Charles Ora Card: Founder and Colonizer

Photo of Charles Ora Card, the founder of the town of Cardston, Alberta, the first Mormon settlement in Canada. He has been referred to as "Canada's Brigham Young".

Photo of Charles Ora Card, the founder of the town of Cardston, Alberta, the first Mormon settlement in Canada. He has been referred to as "Canada's Brigham Young".

When Charles Ora Card first stepped foot in Canada in 1886 he was a refugee from religious persecution in the United States but he didn’t come to claim refugee status. He came to find land for others like himself, members of The Church of Jesus Christ of Latter-day Saints, who were being arrested for the practice of plural marriage in Utah, Idaho and Wyoming in the 1880’s. After a quick trip into British Columbia and then to Calgary in the North West Territories (Alberta after 1905) he was directed to go down to the Southwestern part of the country to find the mountains and grazing land he was searching for. The land sat on the South border of the Treaty 7 Nation and just a few miles north of the International boundary of Canada and the United States.

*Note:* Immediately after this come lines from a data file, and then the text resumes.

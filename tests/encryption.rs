//! Encrypted repositories end-to-end: create, write, read, and in-place
//! migration from the plaintext backend.

mod common;

use common::TestServer;

use serde_json::json;

use dogma::{Command, CommandExecutor, CommandKind, CommandResult};
use dogma_core::{Author, Change, EntryContent, FilePath, Markup, PathPattern, Revision};

fn create_project(server: &TestServer) {
    server
        .executor
        .execute(Command::new(CommandKind::CreateProject {
            project: "p".to_owned(),
        }))
        .expect("create project");
}

fn push(server: &TestServer, repository: &str, base: i64, path: &str, value: serde_json::Value) {
    server
        .executor
        .execute(Command::by(
            Author::new("alice", "alice@example.com"),
            CommandKind::Push {
                project: "p".to_owned(),
                repository: repository.to_owned(),
                base_revision: Revision::new(base).unwrap(),
                summary: format!("edit {path}"),
                detail: String::new(),
                markup: Markup::Plaintext,
                changes: vec![Change::upsert_json(path, value).unwrap()],
            },
        ))
        .expect("push");
}

#[test]
fn encrypted_repository_behaves_like_plaintext() {
    let server = TestServer::start();
    create_project(&server);

    server
        .executor
        .execute(Command::new(CommandKind::CreateRepository {
            project: "p".to_owned(),
            repository: "sec".to_owned(),
            encrypted: true,
        }))
        .expect("create encrypted repository");

    push(&server, "sec", 1, "/secret.json", json!({"token": "t-1"}));

    let repository = server.manager.repository("p", "sec").expect("repository");
    let entry = repository
        .get(Revision::HEAD, &FilePath::new("/secret.json").unwrap())
        .expect("get");
    assert_eq!(
        entry.content,
        Some(EntryContent::Json(json!({"token": "t-1"})))
    );

    // The on-disk payloads must not contain the plaintext.
    let objects_dir = server._dir.path().join("p/sec.cipher/objects");
    let mut found_plaintext = false;
    for fan in std::fs::read_dir(&objects_dir).expect("objects dir") {
        let fan = fan.expect("entry");
        if !fan.file_type().expect("type").is_dir() {
            continue;
        }
        for file in std::fs::read_dir(fan.path()).expect("fan dir") {
            let bytes = std::fs::read(file.expect("entry").path()).expect("read record");
            if bytes.windows(3).any(|w| w == b"t-1") {
                found_plaintext = true;
            }
        }
    }
    assert!(!found_plaintext, "object records leak plaintext");
}

#[test]
fn migration_preserves_history_and_content() {
    let server = TestServer::start();
    create_project(&server);
    server
        .executor
        .execute(Command::new(CommandKind::CreateRepository {
            project: "p".to_owned(),
            repository: "r".to_owned(),
            encrypted: false,
        }))
        .expect("create plaintext repository");

    push(&server, "r", 1, "/a.json", json!({"v": 1}));
    push(&server, "r", 2, "/a.json", json!({"v": 2}));
    push(&server, "r", 3, "/b.json", json!([1, 2, 3]));

    let before = {
        let repository = server.manager.repository("p", "r").expect("repository");
        repository
            .history(Revision::INIT, Revision::HEAD, &PathPattern::all(), 100)
            .expect("history")
    };

    let result = server
        .executor
        .execute(Command::new(CommandKind::MigrateToEncryptedRepository {
            project: "p".to_owned(),
            repository: "r".to_owned(),
        }))
        .expect("migrate");
    assert_eq!(result, CommandResult::Done);

    // The git directory is gone, the cipher directory took its place.
    assert!(!server._dir.path().join("p/r.git").exists());
    assert!(server._dir.path().join("p/r.cipher").exists());

    let repository = server.manager.repository("p", "r").expect("reopen");
    assert_eq!(repository.head_revision(), Revision::new(4).unwrap());

    // Every revision reads back byte-identically.
    for (revision, expected) in [
        (2, json!({"v": 1})),
        (3, json!({"v": 2})),
    ] {
        let entry = repository
            .get(
                Revision::new(revision).unwrap(),
                &FilePath::new("/a.json").unwrap(),
            )
            .expect("get");
        assert_eq!(entry.content, Some(EntryContent::Json(expected)));
    }
    let after = repository
        .history(Revision::INIT, Revision::HEAD, &PathPattern::all(), 100)
        .expect("history");
    assert_eq!(before, after);

    // And the migrated repository keeps accepting writes.
    push(&server, "r", 4, "/a.json", json!({"v": 3}));
    assert_eq!(
        server
            .manager
            .repository("p", "r")
            .expect("repository")
            .head_revision(),
        Revision::new(5).unwrap()
    );
}
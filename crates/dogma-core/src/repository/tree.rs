//! Tree walking: path lookup, full flattening, and content loading.
//!
//! Trees are immutable snapshots addressed by OID, so everything here runs
//! lock-free against the object store and stays consistent even while a
//! commit is in flight.

use std::collections::{BTreeMap, BTreeSet};

use dogma_git::{NodeKind, ObjectStore, Oid};

use crate::error::{Error, Result};
use crate::model::EntryContent;
use crate::path::FilePath;

/// What a path resolves to inside a tree.
pub(crate) enum Node {
    File(Oid),
    Directory(Oid),
}

/// Resolve `path` inside the tree rooted at `root`.
pub(crate) fn lookup(store: &dyn ObjectStore, root: Oid, path: &FilePath) -> Result<Option<Node>> {
    if path.is_root() {
        return Ok(Some(Node::Directory(root)));
    }
    let mut current = root;
    let mut segments = path.tree_path().split('/').peekable();
    while let Some(segment) = segments.next() {
        let entries = store.read_tree(current)?;
        let Some(entry) = entries.iter().find(|e| e.name == segment) else {
            return Ok(None);
        };
        match (entry.kind, segments.peek().is_some()) {
            (NodeKind::Blob, false) => return Ok(Some(Node::File(entry.oid))),
            (NodeKind::Tree, false) => return Ok(Some(Node::Directory(entry.oid))),
            (NodeKind::Tree, true) => current = entry.oid,
            (NodeKind::Blob, true) => return Ok(None),
        }
    }
    Ok(None)
}

/// A flattened tree: every file path mapped to its blob, plus the set of
/// directory paths (the root `/` excluded).
pub(crate) struct TreeIndex {
    pub(crate) files: BTreeMap<String, Oid>,
    pub(crate) directories: BTreeSet<String>,
}

/// Flatten the tree rooted at `root` into absolute paths.
pub(crate) fn flatten(store: &dyn ObjectStore, root: Oid) -> Result<TreeIndex> {
    let mut index = TreeIndex {
        files: BTreeMap::new(),
        directories: BTreeSet::new(),
    };
    flatten_into(store, root, "", &mut index)?;
    Ok(index)
}

fn flatten_into(
    store: &dyn ObjectStore,
    tree: Oid,
    prefix: &str,
    index: &mut TreeIndex,
) -> Result<()> {
    for entry in store.read_tree(tree)? {
        let path = format!("{prefix}/{}", entry.name);
        match entry.kind {
            NodeKind::Blob => {
                index.files.insert(path, entry.oid);
            }
            NodeKind::Tree => {
                index.directories.insert(path.clone());
                flatten_into(store, entry.oid, &path, index)?;
            }
        }
    }
    Ok(())
}

/// Load and type a file's content: `.json` paths parse as JSON (falling
/// back to text for foreign files that do not parse), everything else is
/// UTF-8 text.
pub(crate) fn load_content(
    store: &dyn ObjectStore,
    path: &FilePath,
    oid: Oid,
) -> Result<EntryContent> {
    let bytes = store.read_blob(oid)?;
    let text = String::from_utf8(bytes).map_err(|_| {
        Error::StorageFailed(dogma_git::StoreError::Backend {
            message: format!("entry {path} is not valid UTF-8"),
        })
    })?;
    if path.is_json() {
        if let Ok(value) = serde_json::from_str(&text) {
            return Ok(EntryContent::Json(value));
        }
    }
    Ok(EntryContent::Text(text))
}

/// Load a file's raw text without JSON typing, for diffing and patching.
pub(crate) fn load_text(store: &dyn ObjectStore, path: &FilePath, oid: Oid) -> Result<String> {
    let bytes = store.read_blob(oid)?;
    String::from_utf8(bytes).map_err(|_| {
        Error::StorageFailed(dogma_git::StoreError::Backend {
            message: format!("entry {path} is not valid UTF-8"),
        })
    })
}
//! Project and repository lifecycle: creation, the well-known repos,
//! soft deletion, unremove, and purge.

mod common;

use common::{TS, TestServer};

use dogma::{Command, CommandKind, CommandResult, ServerError};
use dogma_core::{Author, Error as CoreError, FilePath, EntryType, PathPattern, Revision};

fn create_project(server: &TestServer, name: &str) {
    use dogma::CommandExecutor as _;
    let result = server
        .executor
        .execute(Command::new(CommandKind::CreateProject {
            project: name.to_owned(),
        }))
        .expect("create project");
    assert_eq!(result, CommandResult::Done);
}

#[test]
fn create_project_then_repository_and_read_back() {
    use dogma::CommandExecutor as _;
    let server = TestServer::start();
    create_project(&server, "p");

    server
        .executor
        .execute(Command::new(CommandKind::CreateRepository {
            project: "p".to_owned(),
            repository: "r".to_owned(),
            encrypted: false,
        }))
        .expect("create repository");

    let repos = server.manager.list_repositories("p").expect("list");
    assert_eq!(repos, vec!["dogma", "meta", "r"]);

    let repository = server.manager.repository("p", "r").expect("repository");
    assert_eq!(repository.head_revision(), Revision::INIT);

    let root = repository
        .get(Revision::HEAD, &FilePath::root())
        .expect("get root");
    assert_eq!(root.kind, EntryType::Directory);

    let history = repository
        .history(Revision::INIT, Revision::HEAD, &PathPattern::all(), 10)
        .expect("history");
    assert_eq!(history.len(), 1);
    assert_eq!(history[0].message.summary, "Create a new repository");
}

#[test]
fn duplicate_names_collide() {
    let server = TestServer::start();
    create_project(&server, "p");

    assert!(matches!(
        server
            .manager
            .create_project("p", &Author::system(), TS),
        Err(ServerError::ProjectExists { .. })
    ));
    assert!(matches!(
        server
            .manager
            .create_repository("p", "meta", &Author::system(), TS, false),
        Err(ServerError::RepositoryExists { .. })
    ));
}

#[test]
fn removed_repository_is_invisible_until_unremoved() {
    let server = TestServer::start();
    create_project(&server, "p");
    server
        .manager
        .create_repository("p", "r", &Author::system(), TS, false)
        .expect("create");

    server.manager.remove_repository("p", "r").expect("remove");

    assert_eq!(
        server.manager.list_repositories("p").expect("list"),
        vec!["dogma", "meta"]
    );
    assert!(matches!(
        server.manager.repository("p", "r"),
        Err(ServerError::RepositoryNotFound { .. })
    ));
    assert_eq!(
        server
            .manager
            .list_removed_repositories("p")
            .expect("removed"),
        vec!["r"]
    );

    // A new repository cannot shadow the removed one.
    assert!(matches!(
        server
            .manager
            .create_repository("p", "r", &Author::system(), TS, false),
        Err(ServerError::RepositoryExists { .. })
    ));

    server
        .manager
        .unremove_repository("p", "r")
        .expect("unremove");
    let repository = server.manager.repository("p", "r").expect("repository");
    assert_eq!(repository.head_revision(), Revision::INIT);
}

#[test]
fn removing_a_repository_cancels_its_watchers() {
    use std::time::Duration;

    let server = TestServer::start();
    create_project(&server, "p");
    server
        .manager
        .create_repository("p", "r", &Author::system(), TS, false)
        .expect("create");

    let repository = server.manager.repository("p", "r").expect("repository");
    let handle = std::thread::spawn(move || {
        repository.watch(
            Revision::INIT,
            &PathPattern::all(),
            Duration::from_millis(3000),
        )
    });
    std::thread::sleep(Duration::from_millis(100));

    server.manager.remove_repository("p", "r").expect("remove");
    let result = handle.join().expect("join");
    assert!(matches!(result, Err(CoreError::ShuttingDown)));
}

#[test]
fn purge_requires_prior_removal() {
    let server = TestServer::start();
    create_project(&server, "p");
    server
        .manager
        .create_repository("p", "r", &Author::system(), TS, false)
        .expect("create");

    assert!(matches!(
        server.manager.purge_repository("p", "r"),
        Err(ServerError::RepositoryNotFound { .. })
    ));

    server.manager.remove_repository("p", "r").expect("remove");
    server.manager.purge_repository("p", "r").expect("purge");

    assert!(
        server
            .manager
            .list_removed_repositories("p")
            .expect("removed")
            .is_empty()
    );
    // Purged means gone for good: unremove has nothing to restore.
    assert!(matches!(
        server.manager.unremove_repository("p", "r"),
        Err(ServerError::RepositoryNotFound { .. })
    ));
}

#[test]
fn well_known_repositories_cannot_be_removed() {
    let server = TestServer::start();
    create_project(&server, "p");
    assert!(matches!(
        server.manager.remove_repository("p", "dogma"),
        Err(ServerError::InvalidName { .. })
    ));
    assert!(matches!(
        server.manager.remove_repository("p", "meta"),
        Err(ServerError::InvalidName { .. })
    ));
}

#[test]
fn project_soft_delete_roundtrip() {
    let server = TestServer::start();
    create_project(&server, "p");

    server.manager.remove_project("p").expect("remove");
    assert!(server.manager.list_projects().expect("list").is_empty());
    assert_eq!(
        server.manager.list_removed_projects().expect("removed"),
        vec!["p"]
    );

    server.manager.unremove_project("p").expect("unremove");
    assert_eq!(server.manager.list_projects().expect("list"), vec!["p"]);
    assert_eq!(server.manager.project("p").expect("project").name, "p");

    server.manager.remove_project("p").expect("remove again");
    server.manager.purge_project("p").expect("purge");
    assert!(server.manager.list_removed_projects().expect("removed").is_empty());
}

#[test]
fn purge_stale_respects_the_grace_period() {
    let server = TestServer::start();
    create_project(&server, "p");
    server.manager.remove_project("p").expect("remove");

    // Freshly removed: inside the grace window, nothing is purged.
    assert_eq!(server.manager.purge_stale().expect("sweep"), 0);
    assert_eq!(
        server.manager.list_removed_projects().expect("removed"),
        vec!["p"]
    );
}
//! Commit and lifecycle authorship.

use serde::{Deserialize, Serialize};

/// Creator of a project, repository, or commit.
#[derive(Clone, Debug, PartialEq, Eq, Serialize, Deserialize)]
#[serde(rename_all = "camelCase")]
pub struct Author {
    /// Display name.
    pub name: String,
    /// Email address.
    pub email: String,
}

impl Author {
    /// The implicit author for internally-generated commits and for
    /// commands that arrive without author metadata.
    #[must_use]
    pub fn system() -> Self {
        Self {
            name: "System".to_owned(),
            email: "system@localhost".to_owned(),
        }
    }

    /// Build an author from name and email.
    #[must_use]
    pub fn new(name: impl Into<String>, email: impl Into<String>) -> Self {
        Self {
            name: name.into(),
            email: email.into(),
        }
    }
}

impl std::fmt::Display for Author {
    fn fmt(&self, f: &mut std::fmt::Formatter<'_>) -> std::fmt::Result {
        write!(f, "{} <{}>", self.name, self.email)
    }
}
//! Async session driver
//!
//! Runs a [`SessionManager`] on a single task. Inbound frames and the
//! watchdog deadline are polled by the same `select!`, so watchdog expiry can
//! never interleave with frame processing and resetting the deadline always
//! supersedes the previous one.
//!
//! Notifications are handed to a separate dispatcher task in order; a slow or
//! failing notifier never stalls frame processing.
//!
//! Finalizing a session writes the trace with blocking file I/O. On a
//! multi-thread runtime those calls run under `block_in_place`; on a
//! current-thread runtime they block the loop until the write completes.

use crate::config::EngineConfig;
use crate::notify::{Notification, Notifier};
use crate::session::SessionManager;
use chrono::Utc;
use std::sync::Arc;
use std::time::Duration;
use tokio::runtime::{Handle, RuntimeFlavor};
use tokio::sync::mpsc;
use tokio::task;
use tokio::time::{self, Instant};

/// Frame-driven session engine with a watchdog
pub struct SessionEngine {
    manager: SessionManager,
    notifier: Arc<dyn Notifier>,
    watchdog_timeout: Duration,
}

impl SessionEngine {
    pub fn new(config: &EngineConfig, notifier: Arc<dyn Notifier>) -> Self {
        Self::from_manager(SessionManager::new(config), config.watchdog_timeout(), notifier)
    }

    pub fn from_manager(
        manager: SessionManager,
        watchdog_timeout: Duration,
        notifier: Arc<dyn Notifier>,
    ) -> Self {
        Self {
            manager,
            notifier,
            watchdog_timeout,
        }
    }

    /// Process frames until the sender side closes
    ///
    /// On close, an active session is finalized and all pending
    /// notifications are delivered before the manager is returned.
    pub async fn run(self, mut frames: mpsc::Receiver<Vec<u8>>) -> SessionManager {
        let SessionEngine {
            mut manager,
            notifier,
            watchdog_timeout,
        } = self;

        let (notify_tx, notify_rx) = mpsc::unbounded_channel();
        let dispatcher = tokio::spawn(dispatch(notifier, notify_rx));

        let watchdog = time::sleep(watchdog_timeout);
        tokio::pin!(watchdog);
        let mut armed = false;

        log::info!(
            "Session engine running (watchdog {} ms)",
            watchdog_timeout.as_millis()
        );

        loop {
            tokio::select! {
                biased;

                () = &mut watchdog, if armed => {
                    armed = false;
                    forward(&notify_tx, blocking(|| manager.handle_watchdog(Utc::now())));
                }
                frame = frames.recv() => {
                    let Some(payload) = frame else {
                        log::info!("Frame source closed, stopping session engine");
                        break;
                    };
                    match blocking(|| manager.handle_frame(&payload, Utc::now())) {
                        Ok(notifications) => {
                            watchdog.as_mut().reset(Instant::now() + watchdog_timeout);
                            armed = true;
                            forward(&notify_tx, notifications);
                        }
                        Err(e) => log::warn!("Dropping frame ({} bytes): {}", payload.len(), e),
                    }
                }
            }
        }

        forward(&notify_tx, blocking(|| manager.shutdown(Utc::now())));
        drop(notify_tx);
        if let Err(e) = dispatcher.await {
            log::error!("Notification dispatcher stopped abnormally: {}", e);
        }

        manager
    }
}

/// Run a manager call that may write trace files
fn blocking<T>(f: impl FnOnce() -> T) -> T {
    match Handle::current().runtime_flavor() {
        RuntimeFlavor::MultiThread => task::block_in_place(f),
        _ => f(),
    }
}

fn forward(tx: &mpsc::UnboundedSender<Notification>, notifications: Vec<Notification>) {
    for notification in notifications {
        if tx.send(notification).is_err() {
            log::error!("Notification dispatcher is gone, dropping notification");
        }
    }
}

async fn dispatch(notifier: Arc<dyn Notifier>, mut rx: mpsc::UnboundedReceiver<Notification>) {
    while let Some(notification) = rx.recv().await {
        if let Err(e) = notifier.notify(&notification).await {
            log::error!("Failed to deliver notification \"{}\": {:#}", notification, e);
        }
    }
}
//! Replay captured telemetry frames through the session engine
//!
//! Reads a text file with one frame per line as hex (spaces allowed), feeds
//! every frame to a SessionManager one second apart, ends the session and
//! prints where the trace was written.
//!
//! Usage:
//!   replay_frames <frames.hex> [--out <dir>]
//!
//! Example:
//!   replay_frames capture.hex --out replay_logs

use can_session_engine::{EngineConfig, Notification, SessionManager};
use chrono::{Duration, Utc};
use std::env;
use std::fs;

fn parse_hex_line(line: &str) -> Option<Vec<u8>> {
    let digits: String = line.chars().filter(|c| !c.is_whitespace()).collect();
    if !digits.is_ascii() || digits.len() % 2 != 0 {
        return None;
    }
    (0..digits.len())
        .step_by(2)
        .map(|i| u8::from_str_radix(&digits[i..i + 2], 16).ok())
        .collect()
}

fn print_notifications(notifications: &[Notification]) {
    for notification in notifications {
        match notification.artifact() {
            Some(path) => println!("  -> {} {:?}", notification, path),
            None => println!("  -> {}", notification),
        }
    }
}

fn main() {
    env_logger::init();

    let args: Vec<String> = env::args().collect();
    if args.len() < 2 {
        eprintln!("Usage: {} <frames.hex> [--out <dir>]", args[0]);
        std::process::exit(1);
    }

    let input = &args[1];
    let out_dir = args
        .iter()
        .position(|a| a == "--out")
        .and_then(|i| args.get(i + 1))
        .cloned()
        .unwrap_or_else(|| "replay_logs".to_string());

    let content = match fs::read_to_string(input) {
        Ok(content) => content,
        Err(e) => {
            eprintln!("Failed to read {}: {}", input, e);
            std::process::exit(1);
        }
    };

    let mut manager = SessionManager::new(&EngineConfig::new().with_output_dir(&out_dir));
    let start = Utc::now();
    let mut accepted = 0usize;
    let mut rejected = 0usize;

    for (index, line) in content.lines().enumerate() {
        let line = line.trim();
        if line.is_empty() || line.starts_with('#') {
            continue;
        }
        let Some(frame) = parse_hex_line(line) else {
            eprintln!("line {}: not valid hex, skipped", index + 1);
            rejected += 1;
            continue;
        };

        let now = start + Duration::seconds(index as i64);
        match manager.handle_frame(&frame, now) {
            Ok(notifications) => {
                accepted += 1;
                print_notifications(&notifications);
            }
            Err(e) => {
                eprintln!("line {}: {}", index + 1, e);
                rejected += 1;
            }
        }
    }

    println!("\n=== REPLAY SUMMARY ===");
    println!("Frames accepted: {}", accepted);
    println!("Frames rejected: {}", rejected);
    println!("Changes in open session: {}", manager.change_log().len());

    let end = start + Duration::seconds(content.lines().count() as i64 + 10);
    print_notifications(&manager.handle_watchdog(end));
}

The following year in May 1887 he returned with a small number of men and women to make a land claim, plant gardens, crops, and lay out a community along the Lee Creek. On June 7th the rest of the first company arrived being eight families. These men, women and children all had pioneering experience and came prepared to stay and build up a settlement in their new country. They worked together to see all were housed before winter arrived, each family building a 15 by 15-foot log home to shelter them from the winter snows and cold. After all were housed, they could add on to the home as needed. Card was the ecclesiastic leader and later the first mayor of Card’s Town. From this settlement within just a few years nine other settlements within a 20 miles radius sprang up as more immigrants came from the USA.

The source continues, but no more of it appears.